Monday, 25 July 2016

The way through my PhD, and how I managed to get to my defense

That moment that I've been working towards for so long, it's finally here! Just over 2 weeks ago, I successfully defended my PhD thesis. I'm only a few minor corrections away from officially being a Dr. - yay! But let's go back and see how I got here. I'll follow up and tell you about the actual defense in the next post, so stay tuned!
After a bunch of applications and preparation, I started my PhD at UBC in Vancouver in September 2011. The anticipated time to do a PhD at UBC is 4 years, but most people that I know have taken a bit more than that, usually 4.5-5 years. Taking into account my 4-months leave last summer, I managed to fall pretty much exactly into that time frame. 

The first couple of years were quite "slow", meaning that I didn't make tons of research progress. This is quite normal, it took some time to get my bearings in a new city and at a new university, I took some classes, my supervisor was on sabbatical for a year, and we spend some time trying to figure out what exactly I would work on. 

Once we had the details of the project narrowed down, I took my "candidacy exam". The main step was to write a proposal for my work, and then have a "mini-defense" in front of my supervisory committee. This exam exists so they can determine whether I would advance from PhD student to PhD candidate - a first stamp of approval that says, "Yes, we think she will be capable of doing the work and successful in her PhD". Around this time, my supervisor and I agreed that I should have at least three publications in order to finish my degree.

The pace picked up a bit in my third year, when we spent quite some time writing my first publication. It was a slower process than I expected, partly because I had only written a publication with my Master's supervisor, and my PhD supervisor and I needed to work out how to align our writing styles, our ways of thinking, etc. It was really good to do this waaaay before I was due to write my actual thesis, I imagine the thesis would have been quite a big effort otherwise.

In my fourth year, I thought I had a plan and was on schedule to finish by summer 2016 without a huge rush. Of course, the way these things go, the plan fell through and I went on leave for an internship, knowing that I would only have two semesters left when getting back to UBC, and still having to do a TON of research, and write up two publications about said research. 

Those last two semesters, the end of my fourth and beginning of my fifth year were a crazy, crazy time. I spent most of my waking hours trying to get the research done as soon as possible, and at least have my second paper accepted, if not published by the time my thesis needed to be submitted. In addition, I had chosen to move to the UK more or less permanently during that time, so I also had to organize my move and all sorts of logistical issues. 

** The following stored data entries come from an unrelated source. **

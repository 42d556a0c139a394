//! Test harness for mirror engine tests.
//!
//! Provides:
//! - ScriptedConnector: hands out queued event streams or connect failures
//! - MockLedger: records submissions, fails or hangs on request
//! - TestHarness: runs a Supervisor against both with a RecordingStore

use crate::{
    ActionExecutor, ControlCommand, ExecutorConfig, ReactionPolicy, RecordingStore,
    SessionSnapshot, SnapshotFeed, Supervisor, SupervisorConfig, SupervisorState, WatchedAccount,
};
use async_trait::async_trait;
use ledger_client::{
    LedgerClient, LedgerError, LedgerResult, OperatorAccount, OperatorCredential,
    PurchaseRequest, SubmitReceipt, TrustSetRequest,
};
use ledger_relay::{Connection, Connector, RawEvent, RelayError, RelayResult};
use parking_lot::Mutex;
use rust_decimal_macros::dec;
use serde_json::json;
use std::collections::VecDeque;
use std::sync::atomic::{AtomicBool, Ordering};
use std::sync::Arc;
use std::time::Duration;
use tokio::sync::{broadcast, mpsc};
use tokio::task::JoinHandle;
use tokio::time::{timeout, Instant};

pub const WATCHED: &str = "rPT1Sjq2YGrBMTttX4GZHjKu9dyfzbpAYe";
pub const OPERATOR: &str = "rHb9CJAWyB4rj91VRWn96DkukG4bwdtyTh";
pub const ISSUER: &str = "rsA2LpzuawewSBQXkiju3YQTMzW13pAAdW";
pub const STRANGER: &str = "rf1BiGeXwwQoi8Z2ueFYTEXSwuJYfV2Jpn";

/// Long enough to cover a full backoff sequence on the paused clock.
pub const WAIT: Duration = Duration::from_secs(600);

// =============================================================================
// Events
// =============================================================================

pub fn trust_set(account: &str, currency: &str, issuer: &str, value: &str) -> RawEvent {
    RawEvent::new(
        json!({
            "type": "transaction",
            "validated": true,
            "engine_result": "tesSUCCESS",
            "transaction": {
                "TransactionType": "TrustSet",
                "Account": account,
                "LimitAmount": {"currency": currency, "issuer": issuer, "value": value},
                "hash": format!("{}-{}-{}", account, currency, value),
            }
        })
        .to_string(),
    )
}

/// A TrustSet by the watched account against [`ISSUER`].
pub fn watched_trust_set(currency: &str, value: &str) -> RawEvent {
    trust_set(WATCHED, currency, ISSUER, value)
}

pub fn ledger_closed(index: u64) -> RawEvent {
    RawEvent::new(json!({"type": "ledgerClosed", "ledger_index": index}).to_string())
}

// =============================================================================
// ScriptedConnector
// =============================================================================

pub enum Script {
    Fail,
    Stream(mpsc::Receiver<RawEvent>),
}

/// Serves queued scripts in order; fails once the queue is empty.
#[derive(Default)]
pub struct ScriptedConnector {
    script: Mutex<VecDeque<Script>>,
    attempts: Mutex<Vec<Instant>>,
}

impl ScriptedConnector {
    pub fn new() -> Arc<Self> {
        Arc::new(Self::default())
    }

    pub fn push_failures(&self, count: usize) {
        let mut script = self.script.lock();
        for _ in 0..count {
            script.push_back(Script::Fail);
        }
    }

    /// Queue a successful connection and return its event feed.
    ///
    /// Dropping the sender ends the stream.
    pub fn push_stream(&self) -> mpsc::Sender<RawEvent> {
        let (tx, rx) = mpsc::channel(64);
        self.script.lock().push_back(Script::Stream(rx));
        tx
    }

    /// Time of every connect call so far.
    pub fn attempts(&self) -> Vec<Instant> {
        self.attempts.lock().clone()
    }

    pub fn attempt_count(&self) -> usize {
        self.attempts.lock().len()
    }
}

#[async_trait]
impl Connector for ScriptedConnector {
    async fn connect(&self) -> RelayResult<Connection> {
        self.attempts.lock().push(Instant::now());
        let next = self.script.lock().pop_front();
        match next {
            Some(Script::Stream(events)) => Ok(Connection::from_receiver(events)),
            Some(Script::Fail) | None => {
                Err(RelayError::Connection("scripted failure".to_string()))
            }
        }
    }
}

// =============================================================================
// MockLedger
// =============================================================================

#[derive(Default)]
pub struct MockLedger {
    trust_sets: Mutex<Vec<TrustSetRequest>>,
    purchases: Mutex<Vec<PurchaseRequest>>,
    fail_trust_set: AtomicBool,
    fail_purchase: AtomicBool,
    hang: AtomicBool,
    hang_purchase: AtomicBool,
}

impl MockLedger {
    pub fn new() -> Arc<Self> {
        Arc::new(Self::default())
    }

    pub fn fail_trust_set(&self, fail: bool) {
        self.fail_trust_set.store(fail, Ordering::SeqCst);
    }

    pub fn fail_purchase(&self, fail: bool) {
        self.fail_purchase.store(fail, Ordering::SeqCst);
    }

    /// Never answer any submission.
    pub fn hang(&self, hang: bool) {
        self.hang.store(hang, Ordering::SeqCst);
    }

    /// Answer trust lines but never answer a purchase.
    pub fn hang_purchase(&self, hang: bool) {
        self.hang_purchase.store(hang, Ordering::SeqCst);
    }

    pub fn trust_sets(&self) -> Vec<TrustSetRequest> {
        self.trust_sets.lock().clone()
    }

    pub fn purchases(&self) -> Vec<PurchaseRequest> {
        self.purchases.lock().clone()
    }

    async fn maybe_hang(&self) {
        if self.hang.load(Ordering::SeqCst) {
            std::future::pending::<()>().await;
        }
    }
}

#[async_trait]
impl LedgerClient for MockLedger {
    async fn submit_trust_set(
        &self,
        operator: &OperatorAccount,
        request: &TrustSetRequest,
    ) -> LedgerResult<SubmitReceipt> {
        assert_eq!(operator.address, OPERATOR);
        self.maybe_hang().await;
        let count = {
            let mut trust_sets = self.trust_sets.lock();
            trust_sets.push(request.clone());
            trust_sets.len()
        };
        if self.fail_trust_set.load(Ordering::SeqCst) {
            return Err(LedgerError::Rejected {
                code: "tecNO_LINE_INSUF_RESERVE".to_string(),
                message: "Insufficient reserve to create line.".to_string(),
            });
        }
        Ok(SubmitReceipt {
            tx_hash: format!("TRUST{}", count),
            xrp_cost: Some(dec!(0.000012)),
        })
    }

    async fn submit_purchase(
        &self,
        operator: &OperatorAccount,
        request: &PurchaseRequest,
    ) -> LedgerResult<SubmitReceipt> {
        assert_eq!(operator.address, OPERATOR);
        self.maybe_hang().await;
        if self.hang_purchase.load(Ordering::SeqCst) {
            std::future::pending::<()>().await;
        }
        let count = {
            let mut purchases = self.purchases.lock();
            purchases.push(request.clone());
            purchases.len()
        };
        if self.fail_purchase.load(Ordering::SeqCst) {
            return Err(LedgerError::Rejected {
                code: "tecPATH_PARTIAL".to_string(),
                message: "Path could not send partial amount.".to_string(),
            });
        }
        Ok(SubmitReceipt {
            tx_hash: format!("PAY{}", count),
            xrp_cost: Some(dec!(84.5)),
        })
    }
}

// =============================================================================
// Configuration
// =============================================================================

pub fn operator() -> OperatorAccount {
    OperatorAccount::new(
        OPERATOR,
        OperatorCredential::new("snoPBrXtMeMyMHUVTgbuqAfg1SUTb"),
    )
}

pub fn executor_config(test_mode: bool) -> ExecutorConfig {
    ExecutorConfig {
        purchase_amount: dec!(1),
        send_max_xrp: dec!(85),
        slippage_percent: dec!(5),
        submit_timeout: Duration::from_secs(30),
        test_mode,
    }
}

pub fn executor(
    ledger: Arc<MockLedger>,
    store: Arc<RecordingStore>,
    test_mode: bool,
) -> ActionExecutor {
    ActionExecutor::new(operator(), ledger, store, executor_config(test_mode))
}

pub fn supervisor_config() -> SupervisorConfig {
    SupervisorConfig {
        watched: WatchedAccount::new(WATCHED),
        policy: ReactionPolicy {
            min_trust_line_amount: dec!(1000),
            max_trust_line_amount: dec!(10000),
            watch_only: false,
        },
        heartbeat_deadline: Duration::from_secs(30),
        reconnect_base_delay: Duration::from_secs(1),
        reconnect_max_delay: Duration::from_secs(30),
        max_reconnect_attempts: 5,
        debug_mode: false,
    }
}

// =============================================================================
// TestHarness
// =============================================================================

/// A running supervisor plus handles to everything it talks to.
pub struct TestHarness {
    pub connector: Arc<ScriptedConnector>,
    pub ledger: Arc<MockLedger>,
    pub store: Arc<RecordingStore>,
    pub feed: SnapshotFeed,
    commands: mpsc::Sender<ControlCommand>,
    transitions: broadcast::Receiver<SupervisorState>,
    task: JoinHandle<()>,
}

impl TestHarness {
    pub fn new() -> Self {
        Self::with_config(supervisor_config(), false)
    }

    pub fn with_config(config: SupervisorConfig, test_mode: bool) -> Self {
        let connector = ScriptedConnector::new();
        let ledger = MockLedger::new();
        let store = Arc::new(RecordingStore::new());

        let supervisor = Supervisor::new(
            config,
            connector.clone(),
            executor(ledger.clone(), store.clone(), test_mode),
        );
        let feed = supervisor.feed();
        let transitions = supervisor.transitions();
        let (commands, rx) = mpsc::channel(16);
        let task = tokio::spawn(supervisor.run(rx));

        Self {
            connector,
            ledger,
            store,
            feed,
            commands,
            transitions,
            task,
        }
    }

    pub async fn send(&self, command: ControlCommand) {
        self.commands.send(command).await.unwrap();
    }

    pub async fn start(&self) {
        self.send(ControlCommand::Start).await;
    }

    pub async fn stop(&self) {
        self.send(ControlCommand::Stop).await;
    }

    /// Wait until the latest snapshot satisfies `condition`.
    pub async fn wait_for<F>(&self, condition: F) -> SessionSnapshot
    where
        F: Fn(&SessionSnapshot) -> bool,
    {
        let mut latest = self.feed.watch();
        timeout(WAIT, async {
            loop {
                {
                    let snapshot = latest.borrow_and_update();
                    if condition(&*snapshot) {
                        return (*snapshot).clone();
                    }
                }
                latest.changed().await.unwrap();
            }
        })
        .await
        .expect("snapshot condition not reached")
    }

    /// Wait for the next transition into `state`.
    pub async fn wait_for_state(&mut self, state: SupervisorState) {
        timeout(WAIT, async {
            loop {
                match self.transitions.recv().await {
                    Ok(next) if next == state => return,
                    Ok(_) | Err(broadcast::error::RecvError::Lagged(_)) => continue,
                    Err(broadcast::error::RecvError::Closed) => {
                        panic!("supervisor exited before reaching {:?}", state)
                    }
                }
            }
        })
        .await
        .unwrap_or_else(|_| panic!("never reached {:?}", state))
    }

    /// Close the command channel and wait for the supervisor to exit.
    pub async fn shutdown(self) {
        drop(self.commands);
        timeout(WAIT, self.task)
            .await
            .expect("supervisor did not exit")
            .unwrap();
    }
}
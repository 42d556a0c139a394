//! JSONL file sink.
//!
//! Appends one JSON object per event to the mirror's log file and
//! optionally mirrors a compact rendering to stderr.

use crate::json_layer::JsonLayer;
use crate::LogConfig;
use parking_lot::Mutex;
use std::fs::{File, OpenOptions};
use std::io::{self, BufWriter};
use std::path::Path;
use std::sync::Arc;
use tracing_subscriber::fmt::MakeWriter;
use tracing_subscriber::layer::SubscriberExt;
use tracing_subscriber::util::SubscriberInitExt;
use tracing_subscriber::{EnvFilter, Layer};

/// Append-only log file writer, flushed after every line.
#[derive(Clone)]
pub struct LogFileWriter {
    inner: Arc<Mutex<BufWriter<File>>>,
}

impl LogFileWriter {
    pub fn open(path: &Path) -> io::Result<Self> {
        if let Some(parent) = path.parent() {
            std::fs::create_dir_all(parent)?;
        }

        let file = OpenOptions::new().create(true).append(true).open(path)?;

        Ok(Self {
            inner: Arc::new(Mutex::new(BufWriter::with_capacity(8192, file))),
        })
    }
}

impl io::Write for LogFileWriter {
    fn write(&mut self, buf: &[u8]) -> io::Result<usize> {
        let mut guard = self.inner.lock();
        let written = guard.write(buf)?;
        guard.flush()?;
        Ok(written)
    }

    fn flush(&mut self) -> io::Result<()> {
        self.inner.lock().flush()
    }
}

/// MakeWriter implementation for tracing-subscriber.
#[derive(Clone)]
pub struct WriterFactory {
    writer: LogFileWriter,
}

impl<'a> MakeWriter<'a> for WriterFactory {
    type Writer = LogFileWriter;

    fn make_writer(&'a self) -> Self::Writer {
        self.writer.clone()
    }
}

fn env_filter(default_level: &str) -> EnvFilter {
    EnvFilter::try_from_default_env().unwrap_or_else(|_| EnvFilter::new(default_level))
}

/// Install the JSONL + stderr subscriber.
///
/// If the log file cannot be opened the subscriber falls back to stderr only
/// and reports the failure as the first event.
pub fn init_dev_subscriber(config: &LogConfig) {
    let log_path = config
        .log_path
        .clone()
        .unwrap_or_else(crate::default_log_path);

    let (json_layer, open_error) = match LogFileWriter::open(&log_path) {
        Ok(writer) => (
            Some(JsonLayer::new(
                config.service_name.clone(),
                WriterFactory { writer },
            )),
            None,
        ),
        Err(e) => (None, Some(e)),
    };

    let stderr_layer = if config.also_stderr || open_error.is_some() {
        Some(
            tracing_subscriber::fmt::layer()
                .with_target(true)
                .with_file(false)
                .with_line_number(false)
                .compact()
                .with_writer(io::stderr)
                .with_ansi(true)
                .with_filter(env_filter(&config.default_level)),
        )
    } else {
        None
    };

    let installed = tracing_subscriber::registry()
        .with(json_layer.map(|l| l.with_filter(env_filter(&config.default_level))))
        .with(stderr_layer)
        .try_init()
        .is_ok();

    if !installed {
        return;
    }

    match open_error {
        None => tracing::info!(log_path = %log_path.display(), "observability initialized"),
        Some(e) => tracing::warn!(
            log_path = %log_path.display(),
            error = %e,
            "log file unavailable, logging to stderr only"
        ),
    }
}
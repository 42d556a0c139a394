//! Trust-line mirroring engine.
//!
//! The pipeline for one watched account:
//!
//! ```text
//! Connector ─► RawEvent ─► classify ─► decide ─► ActionExecutor
//!                  ▲                                   │
//!                  └────────── Supervisor ◄────────────┘
//! ```
//!
//! - [`classify`] turns a raw ledger message into a [`ClassifiedEvent`]
//! - [`decide`] is a pure function from an event, the dedup state and the
//!   [`ReactionPolicy`] to a [`ReactionDecision`]
//! - [`ActionExecutor`] submits the mirrored trust line and the follow-up
//!   purchase through the ledger collaborator
//! - [`Supervisor`] owns [`SessionState`] and [`DedupState`], drives the
//!   connection, enforces the heartbeat deadline and applies reconnect backoff
//!
//! Events are processed one at a time on the supervisor task, which is what
//! makes per-currency dedup race free.

mod backoff;
mod classifier;
mod decision;
mod dedup;
mod error;
mod executor;
mod session;
mod store;
mod supervisor;

#[cfg(test)]
mod tests;

pub use backoff::{compute_backoff, ReconnectState};
pub use classifier::{classify, ClassifiedEvent, TrustLineSetEvent, UnknownReason, WatchedAccount};
pub use decision::{clamp_limit, decide, MirrorTrustLine, NoActionReason, ReactionDecision, ReactionPolicy};
pub use dedup::{CurrencyKey, DedupState};
pub use error::{ExecutionError, MalformedEventError, StoreError};
pub use executor::{ActionExecutor, ExecutionOutcome, ExecutorConfig, PurchaseOutcome};
pub use session::{SessionSnapshot, SessionState, SessionStatus, SnapshotFeed};
pub use store::{MirrorStore, PurchaseRecord, RecordingStore, TrustLineRecord};
pub use supervisor::{ControlCommand, Supervisor, SupervisorConfig, SupervisorState};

That second paper took its sweet time, but was finally accepted just a couple of weeks before my thesis was due. Because the revisions for this publication had taken so long, there wasn't much time for paper number 3. Within about three weeks in early-mid April of this year, I churned out my last publication, and managed to get it into a submittable state just in time. We submitted the thesis and the paper a day ahead of schedule, set a date for my defense, took care of all the logistics, and the following weeks were amazingly free of worries and work. 

I'll talk more about the actual defense next time, but for now I want to finish with four take-home points, that will hopefully help you, as a PhD or other graduate student, to focus on what's important and stay on schedule. If you're not in grad school and have no intention of every going down that route, then maybe at least with this post you will have gotten a glimpse into my life for the last few months and years, and forgive me for neglecting my blog or friends for a while here and there.
So here's the gist:
  1. Don't worry, if things seem to be progressing quite slowly in the beginning (or almost up to the end). Most people I know did almost all of their really productive work in their last year.
  2. Have clear goals set from the start, and make sure you're on the same page as your supervisor (having 3 publications was the goal in my case). That way it's easy for you to check in on the way and decide when to call it a day.
  3. Have a plan, but be prepared for things to go wrong - because they will. Inevitably.
  4. Try to publish as much as you can on the way, if your university allows it, and use those publications in your thesis. That way you'll have parts of your thesis written way before you're actually thinking about sitting down to write that dissertation.